About this exercise | Restate all of the data precisely, omitting nothing.

Data |

//! High-risk period post-processing.

use mindcast_core::models::HighRiskPeriod;

/// Sort by start and merge overlapping or touching intervals into a minimal
/// disjoint set. A merged interval keeps the highest risk score and the union
/// of reasons, in first-seen order.
pub fn merge_periods(mut periods: Vec<HighRiskPeriod>) -> Vec<HighRiskPeriod> {
    periods.retain(|p| p.start <= p.end);
    periods.sort_by(|a, b| a.start.cmp(&b.start).then(a.end.cmp(&b.end)));

    let mut merged: Vec<HighRiskPeriod> = Vec::with_capacity(periods.len());
    for period in periods {
        match merged.last_mut() {
            Some(last) if last.overlaps(&period) => {
                last.end = last.end.max(period.end);
                last.risk_score = last.risk_score.max(period.risk_score);
                for reason in period.reasons {
                    if !last.reasons.contains(&reason) {
                        last.reasons.push(reason);
                    }
                }
            }
            _ => merged.push(period),
        }
    }
    merged
}

#[cfg(test)]
mod tests {
    use super::*;
    use chrono::{Duration, TimeZone, Utc};

    #[test]
    fn overlapping_pair_collapses_to_max_risk() {
        let t0 = Utc.with_ymd_and_hms(2026, 6, 1, 0, 0, 0).unwrap();
        let merged = merge_periods(vec![
            HighRiskPeriod::new(t0 + Duration::hours(1), t0 + Duration::hours(3), 0.7, "b"),
            HighRiskPeriod::new(t0, t0 + Duration::hours(2), 0.5, "a"),
        ]);
        assert_eq!(merged.len(), 1);
        assert_eq!(merged[0].start, t0);
        assert_eq!(merged[0].end, t0 + Duration::hours(3));
        assert_eq!(merged[0].risk_score, 0.7);
        assert_eq!(merged[0].reasons, vec!["a".to_string(), "b".to_string()]);
    }

    #[test]
    fn contained_interval_does_not_shrink_outer() {
        let t0 = Utc.with_ymd_and_hms(2026, 6, 1, 0, 0, 0).unwrap();
        let merged = merge_periods(vec![
            HighRiskPeriod::new(t0, t0 + Duration::hours(10), 0.3, "outer"),
            HighRiskPeriod::new(t0 + Duration::hours(2), t0 + Duration::hours(4), 0.9, "outer"),
            HighRiskPeriod::new(t0 + Duration::hours(12), t0 + Duration::hours(13), 0.2, "late"),
        ]);
        assert_eq!(merged.len(), 2);
        assert_eq!(merged[0].end, t0 + Duration::hours(10));
        assert_eq!(merged[0].risk_score, 0.9);
        assert_eq!(merged[0].reasons.len(), 1);
    }

    #[test]
    fn empty_input_is_empty() {
        assert!(merge_periods(vec![]).is_empty());
    }
}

The answer |
//! High-risk period post-processing.

use mindcast_core::models::HighRiskPeriod;

/// Sort by start and merge overlapping or touching intervals into a minimal
/// disjoint set. A merged interval keeps the highest risk score and the union
/// of reasons, in first-seen order.
pub fn merge_periods(mut periods: Vec<HighRiskPeriod>) -> Vec<HighRiskPeriod> {
    periods.retain(|p| p.start <= p.end);
    periods.sort_by(|a, b| a.start.cmp(&b.start).then(a.end.cmp(&b.end)));

    let mut merged: Vec<HighRiskPeriod> = Vec::with_capacity(periods.len());
    for period in periods {
        match merged.last_mut() {
            Some(last) if last.overlaps(&period) => {
                last.end = last.end.max(period.end);
                last.risk_score = last.risk_score.max(period.risk_score);
                for reason in period.reasons {
                    if !last.reasons.contains(&reason) {
                        last.reasons.push(reason);
                    }
                }
            }
            _ => merged.push(period),
        }
    }
    merged
}

#[cfg(test)]
mod tests {
    use super::*;
    use chrono::{Duration, TimeZone, Utc};

    #[test]
    fn overlapping_pair_collapses_to_max_risk() {
        let t0 = Utc.with_ymd_and_hms(2026, 6, 1, 0, 0, 0).unwrap();
        let merged = merge_periods(vec![
            HighRiskPeriod::new(t0 + Duration::hours(1), t0 + Duration::hours(3), 0.7, "b"),
            HighRiskPeriod::new(t0, t0 + Duration::hours(2), 0.5, "a"),
        ]);
        assert_eq!(merged.len(), 1);
        assert_eq!(merged[0].start, t0);
        assert_eq!(merged[0].end, t0 + Duration::hours(3));
        assert_eq!(merged[0].risk_score, 0.7);
        assert_eq!(merged[0].reasons, vec!["a".to_string(), "b".to_string()]);
    }

    #[test]
    fn contained_interval_does_not_shrink_outer() {
        let t0 = Utc.with_ymd_and_hms(2026, 6, 1, 0, 0, 0).unwrap();
        let merged = merge_periods(vec![
            HighRiskPeriod::new(t0, t0 + Duration::hours(10), 0.3, "outer"),
            HighRiskPeriod::new(t0 + Duration::hours(2), t0 + Duration::hours(4), 0.9, "outer"),
            HighRiskPeriod::new(t0 + Duration::hours(12), t0 + Duration::hours(13), 0.2, "late"),
        ]);
        assert_eq!(merged.len(), 2);
        assert_eq!(merged[0].end, t0 + Duration::hours(10));
        assert_eq!(merged[0].risk_score, 0.9);
        assert_eq!(merged[0].reasons.len(), 1);
    }

    #[test]
    fn empty_input_is_empty() {
        assert!(merge_periods(vec![]).is_empty());
    }
}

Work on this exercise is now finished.